特定口座とは株式の譲渡益などが発生した場合に証券会社がかわりに税金を徴収し、わざわざ確定申告をしなくてもすむようになる源泉徴収の制度が選択できる口座のことです。一般口座だと年間の取引の損益をまとめ、利益が発生した場合は確定申告が必要となります。この手続きを省略できるのが特定口座の大きなメリットです。国内株であればほとんどの証券会社が特定口座には対応していますが、中国株などの外国株では対応していないケースもみられます。最近では中国株も多くの証券会社で対応が見られます。今回紹介した証券会社でも中国株に特定口座が対応してないのはエイト証券のみです。特定口座については中国株で特定口座が使える証券会社についてでも詳しく解説しています。



NISAも活用

NISAとは少額投資非課税制度のことで株式や投資信託から得られた譲渡益や配当が、毎年120万円までの購入分までは非課税となる制度です。非課税期間は5年間継続されます。つまり今年株を購入してえられる譲渡益や配当は5年後までは税金がかからないということです。この120万円という購入枠は1年間利用可能で、1年のうちに使いきれなければその年の枠はなくなりますが、翌年になると新たにまた120万円の購入枠が設定されます。毎年120万円分利用すれば最大で600万円分の非課税購入枠を利用することができます。

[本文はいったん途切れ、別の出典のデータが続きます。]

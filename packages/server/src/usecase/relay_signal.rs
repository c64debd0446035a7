//! UseCase: relay call-negotiation messages between two peers.
//!
//! Unicast and best-effort. Call setup races with disconnects as a matter
//! of course, so a vanished target is normal traffic: the message is
//! dropped and logged, never surfaced to the sender as an error. The relay
//! is scoped to a room — a target living in a different room is dropped
//! the same way.

use std::sync::Arc;

use crate::domain::{ConnectionId, MessagePusher};
use crate::infrastructure::presence::PresenceTracker;

/// What happened to one relayed message. Only observability and tests
/// care; senders never see an error either way.
#[derive(Debug, Clone, Copy, PartialEq, Eq)]
pub enum RelayDisposition {
    Delivered,
    SenderUnknown,
    TargetGone,
    CrossRoom,
}

pub struct RelaySignalUseCase {
    presence: Arc<PresenceTracker>,
    pusher: Arc<dyn MessagePusher>,
}

impl RelaySignalUseCase {
    pub fn new(presence: Arc<PresenceTracker>, pusher: Arc<dyn MessagePusher>) -> Self {
        Self { presence, pusher }
    }

    /// Deliver a pre-serialized `signal` event to `to`, if it is still a
    /// live connection in the sender's room.
    pub async fn execute(
        &self,
        from: &ConnectionId,
        to: &ConnectionId,
        message: &str,
    ) -> RelayDisposition {
        let Some(sender) = self.presence.get(from).await else {
            tracing::warn!("Dropping signal from unregistered connection '{}'", from);
            return RelayDisposition::SenderUnknown;
        };
        let Some(target) = self.presence.get(to).await else {
            tracing::debug!(
                "Dropping signal from '{}' to vanished connection '{}'",
                from,
                to
            );
            return RelayDisposition::TargetGone;
        };
        if target.room != sender.room {
            tracing::warn!(
                "Dropping cross-room signal from '{}' (room '{}') to '{}' (room '{}')",
                from,
                sender.room,
                to,
                target.room
            );
            return RelayDisposition::CrossRoom;
        }
        if let Err(e) = self.pusher.push_to(to, message).await {
            // target unregistered between the lookup and the push
            tracing::debug!("Signal delivery to '{}' failed: {}", to, e);
            return RelayDisposition::TargetGone;
        }
        RelayDisposition::Delivered
    }
}

#[cfg(test)]
mod tests {
    use super::*;
    use crate::domain::{OutboundDrain, OutboundQueue, Role, RoomCode, Timestamp, UserId};
    use crate::infrastructure::message_pusher::WebSocketMessagePusher;
    use crate::infrastructure::presence::LiveConnection;

    fn code(value: &str) -> RoomCode {
        RoomCode::new(value.to_string()).unwrap()
    }

    struct Fixture {
        presence: Arc<PresenceTracker>,
        pusher: Arc<WebSocketMessagePusher>,
        usecase: RelaySignalUseCase,
    }

    fn fixture() -> Fixture {
        let presence = Arc::new(PresenceTracker::new());
        let pusher = Arc::new(WebSocketMessagePusher::new());
        let usecase = RelaySignalUseCase::new(presence.clone(), pusher.clone());
        Fixture {
            presence,
            pusher,
            usecase,
        }
    }

    async fn connect(f: &Fixture, room: &str, user: i64) -> (ConnectionId, OutboundDrain) {
        let id = ConnectionId::generate();
        f.presence
            .register(LiveConnection {
                id,
                room: code(room),
                user: UserId::new(user),
                role: Role::Interviewer,
                connected_at: Timestamp::new(1),
            })
            .await;
        let (queue, drain) = OutboundQueue::bounded(8);
        f.pusher.register_connection(id, queue).await;
        (id, drain)
    }

    #[tokio::test]
    async fn signal_reaches_a_live_peer_exactly_once_and_unchanged() {
        let f = fixture();
        let (from, _from_drain) = connect(&f, "R1", 1).await;
        let (to, mut to_drain) = connect(&f, "R1", 2).await;
        let message = r#"{"type":"signal","kind":"offer","payload":{"sdp":"v=0"},"from":"x"}"#;

        let disposition = f.usecase.execute(&from, &to, message).await;

        assert_eq!(disposition, RelayDisposition::Delivered);
        assert_eq!(to_drain.recv().await.as_deref(), Some(message));
        // exactly once: nothing else queued
        assert!(f.pusher.push_to(&to, "probe").await.is_ok());
        assert_eq!(to_drain.recv().await.as_deref(), Some("probe"));
    }

    #[tokio::test]
    async fn vanished_target_is_dropped_silently() {
        let f = fixture();
        let (from, _from_drain) = connect(&f, "R1", 1).await;
        let gone = ConnectionId::generate();

        let disposition = f.usecase.execute(&from, &gone, "{}").await;

        assert_eq!(disposition, RelayDisposition::TargetGone);
    }

    #[tokio::test]
    async fn cross_room_targets_are_not_reachable() {
        let f = fixture();
        let (from, _from_drain) = connect(&f, "R1", 1).await;
        let (other, mut other_drain) = connect(&f, "R2", 2).await;

        let disposition = f.usecase.execute(&from, &other, "{}").await;

        assert_eq!(disposition, RelayDisposition::CrossRoom);
        // nothing was queued for the other room's connection
        f.pusher.push_to(&other, "probe").await.unwrap();
        assert_eq!(other_drain.recv().await.as_deref(), Some("probe"));
    }

    #[tokio::test]
    async fn unregistered_sender_cannot_relay() {
        let f = fixture();
        let (to, _to_drain) = connect(&f, "R1", 2).await;

        let disposition = f
            .usecase
            .execute(&ConnectionId::generate(), &to, "{}")
            .await;

        assert_eq!(disposition, RelayDisposition::SenderUnknown);
    }
}
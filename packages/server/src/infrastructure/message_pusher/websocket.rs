//! WebSocket-backed MessagePusher implementation.
//!
//! Owns the map from connection to its bounded outbound queue. The
//! WebSocket handler creates the queue pair, hands the sender half here
//! and drains the other half into the socket from its writer task. This
//! keeps "who can be reached" and "how bytes leave the process" in one
//! place without the pusher ever touching a socket directly.

use std::collections::HashMap;

use async_trait::async_trait;
use tokio::sync::Mutex;

use crate::domain::{ConnectionId, MessagePushError, MessagePusher, OutboundQueue};

/// Registry of live outbound queues, keyed by connection.
#[derive(Default)]
pub struct WebSocketMessagePusher {
    clients: Mutex<HashMap<ConnectionId, OutboundQueue>>,
}

impl WebSocketMessagePusher {
    pub fn new() -> Self {
        Self::default()
    }
}

#[async_trait]
impl MessagePusher for WebSocketMessagePusher {
    async fn register_connection(&self, connection: ConnectionId, queue: OutboundQueue) {
        let mut clients = self.clients.lock().await;
        if let Some(previous) = clients.insert(connection, queue) {
            previous.close();
            tracing::debug!("Replaced outbound queue for connection '{}'", connection);
        }
        tracing::debug!("Connection '{}' registered for outbound delivery", connection);
    }

    async fn unregister_connection(&self, connection: &ConnectionId) {
        let mut clients = self.clients.lock().await;
        if let Some(queue) = clients.remove(connection) {
            queue.close();
            tracing::debug!("Connection '{}' unregistered from outbound delivery", connection);
        }
    }

    async fn push_to(
        &self,
        connection: &ConnectionId,
        content: &str,
    ) -> Result<(), MessagePushError> {
        let clients = self.clients.lock().await;
        let Some(queue) = clients.get(connection) else {
            return Err(MessagePushError::ConnectionNotFound(connection.to_string()));
        };
        if queue.push(content.to_string()).is_some() {
            tracing::warn!(
                "Outbound queue full for connection '{}'; dropped oldest message",
                connection
            );
        }
        Ok(())
    }

    async fn broadcast(
        &self,
        targets: Vec<ConnectionId>,
        content: &str,
    ) -> Result<(), MessagePushError> {
        let clients = self.clients.lock().await;
        for target in targets {
            let Some(queue) = clients.get(&target) else {
                // races with disconnects are expected traffic, not faults
                tracing::debug!("Skipping vanished connection '{}' during broadcast", target);
                continue;
            };
            if queue.push(content.to_string()).is_some() {
                tracing::warn!(
                    "Outbound queue full for connection '{}'; dropped oldest message",
                    target
                );
            }
        }
        Ok(())
    }
}
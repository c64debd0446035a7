//! Shared editor snapshots, one per room.
//!
//! Holds the latest content only: last write wins, concurrent edits may
//! interleave without merging. Snapshots exist purely in memory and are
//! discarded once a room has had no live connections for a grace period,
//! bounding memory across abandoned rooms.

use std::collections::HashMap;
use std::sync::Arc;
use std::time::Duration;

use tokio::sync::Mutex;

use crate::domain::{DocumentSnapshot, RoomCode, Timestamp};

use super::presence::PresenceTracker;

/// Room-scoped store of the current editor snapshot.
#[derive(Default)]
pub struct DocumentStore {
    inner: Mutex<HashMap<RoomCode, DocumentSnapshot>>,
}

impl DocumentStore {
    pub fn new() -> Self {
        Self::default()
    }

    /// Overwrite the room's snapshot, creating it on first edit.
    pub async fn update(
        &self,
        room: &RoomCode,
        content: String,
        language: String,
        at: Timestamp,
    ) -> DocumentSnapshot {
        let snapshot = DocumentSnapshot {
            content,
            language,
            updated_at: at,
        };
        self.inner
            .lock()
            .await
            .insert(room.clone(), snapshot.clone());
        snapshot
    }

    pub async fn get(&self, room: &RoomCode) -> Option<DocumentSnapshot> {
        self.inner.lock().await.get(room).cloned()
    }

    /// Drop a room's snapshot. Returns whether one existed.
    pub async fn discard(&self, room: &RoomCode) -> bool {
        self.inner.lock().await.remove(room).is_some()
    }
}

/// Discard a room's snapshot after `grace`, unless someone reconnected in
/// the meantime. Spawned when the last live connection of a room leaves.
pub fn schedule_discard(
    documents: Arc<DocumentStore>,
    presence: Arc<PresenceTracker>,
    room: RoomCode,
    grace: Duration,
) {
    tokio::spawn(async move {
        tokio::time::sleep(grace).await;
        if presence.connection_count(&room).await > 0 {
            return;
        }
        if documents.discard(&room).await {
            tracing::debug!("Discarded idle document snapshot for room '{}'", room);
        }
    });
}
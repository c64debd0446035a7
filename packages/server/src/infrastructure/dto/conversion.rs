//! Conversion logic between domain entities and DTOs.

use crate::domain::{ParticipantRecord, Room};
use crate::infrastructure::presence::PeerSnapshot;

use super::http::{ParticipantDto, RoomDetailDto, RoomSummaryDto};
use super::websocket::PeerDto;

impl From<&PeerSnapshot> for PeerDto {
    fn from(peer: &PeerSnapshot) -> Self {
        Self {
            connection_id: peer.connection,
            user_id: peer.user.value(),
            role: peer.role,
        }
    }
}

impl From<&Room> for RoomSummaryDto {
    fn from(room: &Room) -> Self {
        Self {
            code: room.code.as_str().to_string(),
            label: room.label.clone(),
            application_id: room.application.value(),
            scheduled_time: room.scheduled_time.to_rfc3339(),
            duration_minutes: room.duration_minutes,
            status: room.status,
        }
    }
}

impl From<&ParticipantRecord> for ParticipantDto {
    fn from(participant: &ParticipantRecord) -> Self {
        Self {
            user_id: participant.user.value(),
            role: participant.role,
            joined_at: participant.joined_at.map(|t| t.to_rfc3339()),
            left_at: participant.left_at.map(|t| t.to_rfc3339()),
            is_active: participant.is_active,
        }
    }
}

/// Room plus its participant rows and live-connection count.
pub fn room_detail_dto(
    room: &Room,
    participants: &[ParticipantRecord],
    live_connections: usize,
) -> RoomDetailDto {
    RoomDetailDto {
        code: room.code.as_str().to_string(),
        label: room.label.clone(),
        application_id: room.application.value(),
        scheduled_time: room.scheduled_time.to_rfc3339(),
        duration_minutes: room.duration_minutes,
        status: room.status,
        created_by: room.created_by.value(),
        created_at: room.created_at.to_rfc3339(),
        started_at: room.started_at.map(|t| t.to_rfc3339()),
        ended_at: room.ended_at.map(|t| t.to_rfc3339()),
        participants: participants.iter().map(ParticipantDto::from).collect(),
        live_connections,
    }
}

#[cfg(test)]
mod tests {
    use super::*;
    use crate::domain::{ApplicationId, Role, RoomCode, RoomStatus, Timestamp, UserId};

    fn sample_room() -> Room {
        Room {
            code: RoomCode::new("INT91700000000000".to_string()).unwrap(),
            label: "Interview - Platform Engineer".to_string(),
            application: ApplicationId::new(9),
            scheduled_time: Timestamp::new(1672531200000),
            duration_minutes: 45,
            status: RoomStatus::Scheduled,
            created_by: UserId::new(3),
            created_at: Timestamp::new(1672444800000),
            started_at: None,
            ended_at: None,
        }
    }

    #[test]
    fn room_summary_carries_rfc3339_schedule() {
        let dto = RoomSummaryDto::from(&sample_room());

        assert_eq!(dto.code, "INT91700000000000");
        assert!(dto.scheduled_time.starts_with("2023-01-01T00:00:00"));
        assert_eq!(dto.status, RoomStatus::Scheduled);
    }

    #[test]
    fn room_detail_includes_participants_and_live_count() {
        let room = sample_room();
        let participants = vec![
            ParticipantRecord::new(room.code.clone(), UserId::new(1), Role::Candidate),
            ParticipantRecord::new(room.code.clone(), UserId::new(2), Role::Interviewer),
        ];

        let dto = room_detail_dto(&room, &participants, 1);

        assert_eq!(dto.participants.len(), 2);
        assert_eq!(dto.participants[0].role, Role::Candidate);
        assert_eq!(dto.live_connections, 1);
        assert_eq!(dto.started_at, None);
    }
}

気になるのはNISAの中国株への対応です。中国株取引ができる証券会社でも内藤証券、楽天証券、SBI証券、マネックス証券の4社は中国株もNISAに対応していますが、アイザワ証券、東洋証券、エイト証券の3社は中国株はNISAに対応していません。またNISAは1人1口座しか作れず複数の証券会社でそれぞれ作ることができません。NISAを利用する場合は最もよく利用する証券会社でNISAを解説するようにしましょう。NISAについてはNISAと中国株、2016年から年120万円にでも詳しく解説しています。



中国株を他社へ移管する際の手数料

すでに中国株を所有していて他社の方が手数料が安かったり、NISAに適応させるために取扱い証券会社を一つにまとめたい場合などには、持ち株を他社へと移管するのもおすすめです。移管には手数料がかかるのが一般的で、受け取る側の証券会社では手数料はかかりませんが、持ち出す側の証券会社で手数料がかかります。1銘柄につき内藤証券は1080円、エイト証券は2160円、アイザワ証券は8640円かかります。やはり手数料を高めに設定することで株式の他社への移管を抑えたいというのが本音なのではないでしょうか。

そんな中楽天証券とSBI証券は移管手数料は無料です。これは自社のサービスへの自信の表れとも取れます。移管手数料で他社への移動を抑制するのではなく、自社のサービスを充実させることで引き留めてという考えなのかもしれません。移管手数料については中国株の株式移管手数料についてでも詳しく解説しています。